Rare Gilt and Blue-Lacquered Bronze or Metal Six-Light Chandelier

“The Starry Sphere”


Attributed to Claude Galle

Paris, Empire period, circa 1810

Height65 Diamètre55

This rare chandelier, made entirely of gilt and lacquered bronze or metal, features a blue-lacquered metal sphere that is adorned with stars and a plain molded band decorated with stylized rosettes from which issue the six scrolling light branches, decorated with swans with outstretched wings and long, curving necks, that hold in their beaks the leaf-decorated drip pans with knurled friezes. The sphere is surmounted by a classical flaming urn that is set on a pedestal and features a pinecone finial emerging from a bouquet of waterleaves. The sphere hangs from three robust chains made up of links and rings; they are attached to a disc decorated with an interlace frieze and a pinecone finial, which is adorned with palms, flowerets, and stylized palmettes.

The unusual design of the present chandelier was inspired by the work of Parisian designers and architects of the early 19th century. The exceptional quality of its chasing and gilding supports our attribution to Claude Galle, one of the most talented Parisian bronziers of the Empire period. Today only a few comparable models are known. Among them, one example, featuring minor variations, is in the Wilhelmshöhe Palace in Kassel; it is illustrated in H. Ottomeyer and P. Pröschel, Vergoldete Bronzen, Die Bronzearbeiten des Spätbarock und Klassizismus, Band I, Munich, 1986, p. 359, fig. 5.11.5. A second example with swans, but made entirely of chased and gilt bronze, is in the Paris Musée des Arts décoratifs (see L. Hautecoeur, L’art sous la révolution et l’empire en France, 1789-1815, Paris, 1953). A third chandelier, with a cut crystal sphere and light branches in the form of swan necks, is in a private collection (shown in G. Henriot, Le luminaire de la Renaissance au XIXe siècle, planche 221, fig. 2). A fourth example, without stars and with light branches in the form of hunting horns, is on display in the Musée Nissim de Camondo in Paris (illustrated in P. Jullian, Le style Louis XVI, Editions Baschet et Cie, Paris, 1983, p. 166, fig. 2). One further similar chandelier, with nine light branches, was valued at 300 francs in 1815 in the probate inventory of Michel Ney, Prince of the Moskva, the well-known Napoleonic Marshal: “A chandelier in the form of a blue lacquered copper ball decorated with stars, garnished with 9 lights held by birds and garnished with drip pans, chains and chapters; all in gilt copper, 300 francs”.

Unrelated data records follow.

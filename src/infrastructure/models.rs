use bigdecimal::BigDecimal;
use chrono::{DateTime, Utc};
use diesel::prelude::*;
use uuid::Uuid;

use crate::schema::{menu_products, menus, order_items, orders, products, users};

// ── Orders ───────────────────────────────────────────────────────────────────

#[derive(Debug, Clone, Queryable, Selectable, Identifiable)]
#[diesel(table_name = orders)]
#[diesel(check_for_backend(diesel::pg::Pg))]
pub struct OrderRow {
    pub id: Uuid,
    pub status: String,
    pub created_by: Uuid,
    pub prepared_by: Option<Uuid>,
    pub total_price: BigDecimal,
    pub created_at: DateTime<Utc>,
    pub updated_at: DateTime<Utc>,
}

#[derive(Debug, Insertable)]
#[diesel(table_name = orders)]
pub struct NewOrderRow {
    pub id: Uuid,
    pub status: String,
    pub created_by: Uuid,
    pub total_price: BigDecimal,
}

/// `prepared_by` is skipped when `None`, so an earlier preparer is kept.
#[derive(Debug, AsChangeset)]
#[diesel(table_name = orders)]
pub struct OrderStatusChangeset {
    pub status: String,
    pub prepared_by: Option<Uuid>,
    pub updated_at: DateTime<Utc>,
}

#[derive(Debug, Clone, Queryable, Selectable, Identifiable, Associations)]
#[diesel(table_name = order_items)]
#[diesel(belongs_to(OrderRow, foreign_key = order_id))]
#[diesel(check_for_backend(diesel::pg::Pg))]
pub struct OrderItemRow {
    pub id: Uuid,
    pub order_id: Uuid,
    pub position: i32,
    pub item_type: String,
    pub ref_id: Uuid,
    pub price: BigDecimal,
    pub quantity: i32,
}

#[derive(Debug, Insertable)]
#[diesel(table_name = order_items)]
pub struct NewOrderItemRow {
    pub id: Uuid,
    pub order_id: Uuid,
    pub position: i32,
    pub item_type: String,
    pub ref_id: Uuid,
    pub price: BigDecimal,
    pub quantity: i32,
}

// ── Catalog ──────────────────────────────────────────────────────────────────

#[derive(Debug, Clone, Queryable, Selectable, Identifiable)]
#[diesel(table_name = products)]
#[diesel(check_for_backend(diesel::pg::Pg))]
pub struct ProductRow {
    pub id: Uuid,
    pub name: String,
    pub description: Option<String>,
    pub price: BigDecimal,
    pub image: Option<String>,
    pub is_available: bool,
    pub created_at: DateTime<Utc>,
    pub updated_at: DateTime<Utc>,
}

#[derive(Debug, Insertable)]
#[diesel(table_name = products)]
pub struct NewProductRow {
    pub id: Uuid,
    pub name: String,
    pub description: Option<String>,
    pub price: BigDecimal,
    pub image: Option<String>,
    pub is_available: bool,
}

#[derive(Debug, AsChangeset)]
#[diesel(table_name = products)]
pub struct ProductChangeset {
    pub name: Option<String>,
    pub description: Option<String>,
    pub price: Option<BigDecimal>,
    pub image: Option<String>,
    pub is_available: Option<bool>,
    pub updated_at: DateTime<Utc>,
}

#[derive(Debug, Clone, Queryable, Selectable, Identifiable)]
#[diesel(table_name = menus)]
#[diesel(check_for_backend(diesel::pg::Pg))]
pub struct MenuRow {
    pub id: Uuid,
    pub name: String,
    pub price: BigDecimal,
    pub created_at: DateTime<Utc>,
    pub updated_at: DateTime<Utc>,
}

#[derive(Debug, Insertable)]
#[diesel(table_name = menus)]
pub struct NewMenuRow {
    pub id: Uuid,
    pub name: String,
    pub price: BigDecimal,
}

#[derive(Debug, AsChangeset)]
#[diesel(table_name = menus)]
pub struct MenuChangeset {
    pub name: Option<String>,
    pub price: Option<BigDecimal>,
    pub updated_at: DateTime<Utc>,
}

#[derive(Debug, Clone, Queryable, Selectable, Insertable, Identifiable, Associations)]
#[diesel(table_name = menu_products)]
#[diesel(primary_key(menu_id, position))]
#[diesel(belongs_to(MenuRow, foreign_key = menu_id))]
#[diesel(check_for_backend(diesel::pg::Pg))]
pub struct MenuProductRow {
    pub menu_id: Uuid,
    pub product_id: Uuid,
    pub position: i32,
}

// ── Users ────────────────────────────────────────────────────────────────────

#[derive(Debug, Clone, Queryable, Selectable, Identifiable)]
#[diesel(table_name = users)]
#[diesel(check_for_backend(diesel::pg::Pg))]
pub struct UserRow {
    pub id: Uuid,
    pub username: String,
    pub password_hash: String,
    pub role: String,
    pub created_at: DateTime<Utc>,
    pub updated_at: DateTime<Utc>,
}

#[derive(Debug, Insertable)]
#[diesel(table_name = users)]
pub struct NewUserRow {
    pub id: Uuid,
    pub username: String,
    pub password_hash: String,
    pub role: String,
}
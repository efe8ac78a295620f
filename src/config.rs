use thiserror::Error;

use crate::auth::JwtConfig;

const MIN_SECRET_LEN: usize = 32;

#[derive(Debug, Error, PartialEq)]
pub enum ConfigError {
    #[error("{0} must be set")]
    Missing(&'static str),

    #[error("{name} has an invalid value: {value}")]
    Invalid { name: &'static str, value: String },

    #[error("JWT_SECRET must be at least 32 characters")]
    WeakSecret,

    #[error("BOOTSTRAP_ADMIN_USERNAME and BOOTSTRAP_ADMIN_PASSWORD must be set together")]
    IncompleteBootstrap,
}

/// First admin account, created at startup when no user exists yet.
#[derive(Clone)]
pub struct BootstrapAdmin {
    pub username: String,
    pub password: String,
}

#[derive(Clone)]
pub struct AppConfig {
    pub database_url: String,
    pub host: String,
    pub port: u16,
    pub pool_size: u32,
    pub jwt: JwtConfig,
    pub bootstrap_admin: Option<BootstrapAdmin>,
}

impl AppConfig {
    /// Reads the process environment (after `.env` has been loaded).
    pub fn from_env() -> Result<Self, ConfigError> {
        Self::from_lookup(|key| std::env::var(key).ok())
    }

    fn from_lookup(get: impl Fn(&str) -> Option<String>) -> Result<Self, ConfigError> {
        let required = |name: &'static str| get(name).ok_or(ConfigError::Missing(name));
        let or_default = |name: &str, default: &str| get(name).unwrap_or_else(|| default.to_string());

        let database_url = required("DATABASE_URL")?;
        let host = or_default("HOST", "0.0.0.0");
        let port = parse_number("PORT", or_default("PORT", "8080"))?;
        let pool_size = parse_number("DATABASE_POOL_SIZE", or_default("DATABASE_POOL_SIZE", "10"))?;

        let secret = required("JWT_SECRET")?;
        if secret.len() < MIN_SECRET_LEN {
            return Err(ConfigError::WeakSecret);
        }
        let expiration_minutes = parse_number(
            "JWT_EXPIRATION_MINUTES",
            or_default("JWT_EXPIRATION_MINUTES", "10080"),
        )?;
        let issuer = or_default("JWT_ISSUER", "fastfood-orders");

        let bootstrap_admin = match (
            get("BOOTSTRAP_ADMIN_USERNAME"),
            get("BOOTSTRAP_ADMIN_PASSWORD"),
        ) {
            (Some(username), Some(password)) => Some(BootstrapAdmin { username, password }),
            (None, None) => None,
            _ => return Err(ConfigError::IncompleteBootstrap),
        };

        Ok(AppConfig {
            database_url,
            host,
            port,
            pool_size,
            jwt: JwtConfig {
                secret,
                expiration_minutes,
                issuer,
            },
            bootstrap_admin,
        })
    }
}

fn parse_number<T: std::str::FromStr>(name: &'static str, value: String) -> Result<T, ConfigError> {
    let parsed = value.trim().parse::<T>();
    parsed.map_err(|_| ConfigError::Invalid { name, value })
}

Claude Galle (1759 - 1815)

One of the foremost bronziers and fondeur-ciseleurs of the late Louis XVI and Empire periods, Claude Galle was born at Villepreux near Versailles. He served his apprenticeship in Paris under the fondeur Pierre Foy, and in 1784 married Foy’s daughter. In 1786 he became a maitre-fondeur. After the death of  his father-in-law in 1788, Galle took over his workshop, soon turning it into one the finest, and employing approximately 400 craftsmen. Galle moved to Quai de la Monnaie (later Quai de l’Unité), and then in 1805 to 60 Rue Vivienne.

The Garde-Meuble de la Couronne, under the direction of sculptor Jean Hauré from 1786-88, entrusted him with many commissions. Galle collaborated with many excellent artisans, including Pierre-Philippe Thomire, and furnished the majority of the furnishing bronzes for the Château de Fontainebleau during the Empire. He received many other Imperial commissions, among them light fittings, figural clock cases, and vases for the palaces of Saint-Cloud, the Trianons, the Tuileries, Compiègne, and Rambouillet. He supplied several Italian palaces, such as Monte Cavallo, Rome and Stupinigi near Turin.

In spite of his success, and due in part to his generous and lavish lifestyle, as well as to the failure of certain of his clients (such as the Prince Joseph Bonaparte) to pay what they owed, Galle often found himself in financial difficulty. Galle’s business was continued by his son after his death by his son, Gérard-Jean Galle (1788-1846). Today his work may be found in the world’s most important museums and collections, those mentioned above, as well as the Musée National du Château de Malmaison, the Musée Marmottan in Paris, the Museo de Reloges at Jerez de la Frontera, the Residenz in Munich, and the Victoria and Albert Museum in London.